Saved entries

◆ ◆ ◆ ◆ ◆

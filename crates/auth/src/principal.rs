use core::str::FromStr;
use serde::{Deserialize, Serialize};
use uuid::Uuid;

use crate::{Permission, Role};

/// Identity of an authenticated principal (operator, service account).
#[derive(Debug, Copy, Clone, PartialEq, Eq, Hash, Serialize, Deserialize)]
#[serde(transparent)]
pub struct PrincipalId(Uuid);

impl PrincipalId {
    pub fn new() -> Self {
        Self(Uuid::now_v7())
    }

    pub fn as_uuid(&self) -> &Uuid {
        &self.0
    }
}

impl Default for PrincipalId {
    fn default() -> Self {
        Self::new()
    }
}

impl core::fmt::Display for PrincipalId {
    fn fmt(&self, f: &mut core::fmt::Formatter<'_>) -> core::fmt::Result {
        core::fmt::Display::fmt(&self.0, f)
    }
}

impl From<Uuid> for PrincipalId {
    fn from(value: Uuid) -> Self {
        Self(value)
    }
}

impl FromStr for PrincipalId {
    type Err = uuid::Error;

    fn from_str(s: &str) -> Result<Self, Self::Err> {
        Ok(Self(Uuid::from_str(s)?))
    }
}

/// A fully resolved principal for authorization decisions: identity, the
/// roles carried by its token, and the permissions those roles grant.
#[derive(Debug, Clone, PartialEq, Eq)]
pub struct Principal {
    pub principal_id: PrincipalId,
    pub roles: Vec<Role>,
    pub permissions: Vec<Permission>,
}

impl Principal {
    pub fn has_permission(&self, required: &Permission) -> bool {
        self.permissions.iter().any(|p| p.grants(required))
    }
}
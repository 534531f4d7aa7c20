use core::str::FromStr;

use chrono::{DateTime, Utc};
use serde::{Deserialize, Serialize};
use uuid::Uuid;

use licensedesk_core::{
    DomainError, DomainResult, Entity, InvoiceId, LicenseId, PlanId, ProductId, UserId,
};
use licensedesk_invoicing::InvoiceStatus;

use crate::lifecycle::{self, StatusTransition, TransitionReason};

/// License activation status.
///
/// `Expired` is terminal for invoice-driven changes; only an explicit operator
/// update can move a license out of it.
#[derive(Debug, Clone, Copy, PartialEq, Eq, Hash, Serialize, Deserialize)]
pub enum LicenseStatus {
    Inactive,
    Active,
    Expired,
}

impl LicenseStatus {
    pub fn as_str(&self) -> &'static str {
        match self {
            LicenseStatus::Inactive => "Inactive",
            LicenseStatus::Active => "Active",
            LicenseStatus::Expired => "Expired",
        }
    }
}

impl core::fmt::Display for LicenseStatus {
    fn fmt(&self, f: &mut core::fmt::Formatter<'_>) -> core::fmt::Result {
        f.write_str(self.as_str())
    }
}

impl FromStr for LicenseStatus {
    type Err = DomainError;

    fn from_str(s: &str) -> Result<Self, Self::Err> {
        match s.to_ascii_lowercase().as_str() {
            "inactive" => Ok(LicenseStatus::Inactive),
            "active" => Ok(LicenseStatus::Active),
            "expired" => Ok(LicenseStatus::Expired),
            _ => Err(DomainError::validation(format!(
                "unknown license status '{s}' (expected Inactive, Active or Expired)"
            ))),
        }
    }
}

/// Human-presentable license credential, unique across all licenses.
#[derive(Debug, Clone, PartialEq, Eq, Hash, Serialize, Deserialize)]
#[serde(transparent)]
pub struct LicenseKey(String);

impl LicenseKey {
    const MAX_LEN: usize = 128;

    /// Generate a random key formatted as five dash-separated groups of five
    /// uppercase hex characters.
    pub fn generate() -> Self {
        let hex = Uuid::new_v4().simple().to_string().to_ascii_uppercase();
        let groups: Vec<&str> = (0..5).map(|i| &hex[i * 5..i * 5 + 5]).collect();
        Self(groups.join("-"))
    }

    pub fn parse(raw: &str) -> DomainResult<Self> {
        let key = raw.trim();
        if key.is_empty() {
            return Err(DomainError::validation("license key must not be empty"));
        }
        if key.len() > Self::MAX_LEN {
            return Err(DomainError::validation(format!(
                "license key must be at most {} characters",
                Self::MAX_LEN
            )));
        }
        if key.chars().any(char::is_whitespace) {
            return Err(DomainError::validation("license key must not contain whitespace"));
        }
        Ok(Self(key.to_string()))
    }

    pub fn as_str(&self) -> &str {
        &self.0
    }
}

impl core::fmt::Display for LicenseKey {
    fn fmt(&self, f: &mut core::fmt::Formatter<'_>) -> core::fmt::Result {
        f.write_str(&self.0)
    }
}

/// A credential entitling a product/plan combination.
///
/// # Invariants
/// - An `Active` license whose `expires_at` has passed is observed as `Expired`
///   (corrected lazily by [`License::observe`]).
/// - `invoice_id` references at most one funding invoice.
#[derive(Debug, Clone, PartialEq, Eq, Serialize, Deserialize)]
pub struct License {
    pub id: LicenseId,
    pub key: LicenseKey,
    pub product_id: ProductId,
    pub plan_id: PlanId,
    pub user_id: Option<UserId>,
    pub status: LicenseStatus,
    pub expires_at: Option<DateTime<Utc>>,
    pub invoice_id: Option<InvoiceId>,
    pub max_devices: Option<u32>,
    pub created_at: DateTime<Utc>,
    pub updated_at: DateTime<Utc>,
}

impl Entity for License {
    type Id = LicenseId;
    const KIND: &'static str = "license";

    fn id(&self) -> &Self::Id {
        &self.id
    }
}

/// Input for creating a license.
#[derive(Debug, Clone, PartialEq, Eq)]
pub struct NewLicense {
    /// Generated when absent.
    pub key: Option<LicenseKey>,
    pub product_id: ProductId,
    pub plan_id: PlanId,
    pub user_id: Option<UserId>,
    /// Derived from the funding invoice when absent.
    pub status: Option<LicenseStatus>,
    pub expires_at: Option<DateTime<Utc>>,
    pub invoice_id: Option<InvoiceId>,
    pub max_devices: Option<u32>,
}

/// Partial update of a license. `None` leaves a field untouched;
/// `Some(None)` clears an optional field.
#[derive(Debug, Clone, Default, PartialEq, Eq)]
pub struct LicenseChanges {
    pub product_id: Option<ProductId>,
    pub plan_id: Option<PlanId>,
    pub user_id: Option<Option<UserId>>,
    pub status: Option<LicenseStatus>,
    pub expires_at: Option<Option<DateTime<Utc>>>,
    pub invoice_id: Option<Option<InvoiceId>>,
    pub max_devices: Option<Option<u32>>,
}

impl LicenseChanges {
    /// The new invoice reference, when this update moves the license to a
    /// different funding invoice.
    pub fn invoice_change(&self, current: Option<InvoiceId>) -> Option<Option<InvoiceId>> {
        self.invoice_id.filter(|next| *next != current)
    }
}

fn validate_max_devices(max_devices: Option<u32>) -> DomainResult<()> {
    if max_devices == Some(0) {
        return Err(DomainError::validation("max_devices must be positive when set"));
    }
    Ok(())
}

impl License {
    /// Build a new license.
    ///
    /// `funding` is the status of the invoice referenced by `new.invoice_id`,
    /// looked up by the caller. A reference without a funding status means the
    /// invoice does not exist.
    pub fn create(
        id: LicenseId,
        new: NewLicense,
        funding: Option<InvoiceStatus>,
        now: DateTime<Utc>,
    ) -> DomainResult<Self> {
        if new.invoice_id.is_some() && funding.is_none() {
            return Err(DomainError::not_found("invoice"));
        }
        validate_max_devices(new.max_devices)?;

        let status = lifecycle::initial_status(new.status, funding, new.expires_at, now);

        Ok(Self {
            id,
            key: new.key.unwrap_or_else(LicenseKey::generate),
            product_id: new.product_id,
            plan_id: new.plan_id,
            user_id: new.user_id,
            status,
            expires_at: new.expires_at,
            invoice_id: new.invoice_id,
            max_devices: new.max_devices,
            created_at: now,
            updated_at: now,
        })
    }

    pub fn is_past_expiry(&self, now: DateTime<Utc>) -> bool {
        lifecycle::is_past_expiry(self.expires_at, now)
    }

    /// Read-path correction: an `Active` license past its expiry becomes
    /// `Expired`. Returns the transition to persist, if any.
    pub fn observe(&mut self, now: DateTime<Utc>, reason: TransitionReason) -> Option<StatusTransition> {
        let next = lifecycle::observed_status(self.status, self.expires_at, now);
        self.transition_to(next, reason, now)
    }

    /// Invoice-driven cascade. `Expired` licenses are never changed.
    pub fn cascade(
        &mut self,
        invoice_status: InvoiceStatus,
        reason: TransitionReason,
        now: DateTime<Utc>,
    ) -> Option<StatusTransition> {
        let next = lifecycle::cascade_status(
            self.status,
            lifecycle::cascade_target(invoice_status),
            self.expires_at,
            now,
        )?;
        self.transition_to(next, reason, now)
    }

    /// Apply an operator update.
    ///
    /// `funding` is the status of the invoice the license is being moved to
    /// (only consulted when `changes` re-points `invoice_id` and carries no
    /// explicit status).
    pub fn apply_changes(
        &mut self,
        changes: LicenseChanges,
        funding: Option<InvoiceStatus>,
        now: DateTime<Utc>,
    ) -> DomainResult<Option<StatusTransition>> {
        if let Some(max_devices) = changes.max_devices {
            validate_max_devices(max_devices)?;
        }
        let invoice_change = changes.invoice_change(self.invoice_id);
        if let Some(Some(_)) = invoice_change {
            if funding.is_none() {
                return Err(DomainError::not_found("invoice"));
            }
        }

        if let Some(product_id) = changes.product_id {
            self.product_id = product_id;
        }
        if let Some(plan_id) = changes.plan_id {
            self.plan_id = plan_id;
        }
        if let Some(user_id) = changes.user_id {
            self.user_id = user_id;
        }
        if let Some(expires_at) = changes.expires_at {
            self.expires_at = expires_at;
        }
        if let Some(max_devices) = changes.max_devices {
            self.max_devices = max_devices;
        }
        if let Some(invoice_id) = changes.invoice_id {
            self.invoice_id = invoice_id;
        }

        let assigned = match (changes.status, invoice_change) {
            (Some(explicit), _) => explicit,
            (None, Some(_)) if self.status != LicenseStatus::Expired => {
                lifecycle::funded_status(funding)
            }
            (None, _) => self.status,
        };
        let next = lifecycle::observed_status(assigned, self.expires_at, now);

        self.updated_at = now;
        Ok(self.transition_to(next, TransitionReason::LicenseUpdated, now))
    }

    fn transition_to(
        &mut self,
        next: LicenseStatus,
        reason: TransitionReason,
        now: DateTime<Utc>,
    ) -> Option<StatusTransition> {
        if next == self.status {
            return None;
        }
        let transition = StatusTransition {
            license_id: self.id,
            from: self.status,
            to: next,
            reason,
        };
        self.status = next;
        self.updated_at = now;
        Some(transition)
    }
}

◆ ◆ ◆ ◆ ◆

Looking only at the entries, count the lines that contain the word "LicenseChanges", then state that count and nothing else.

3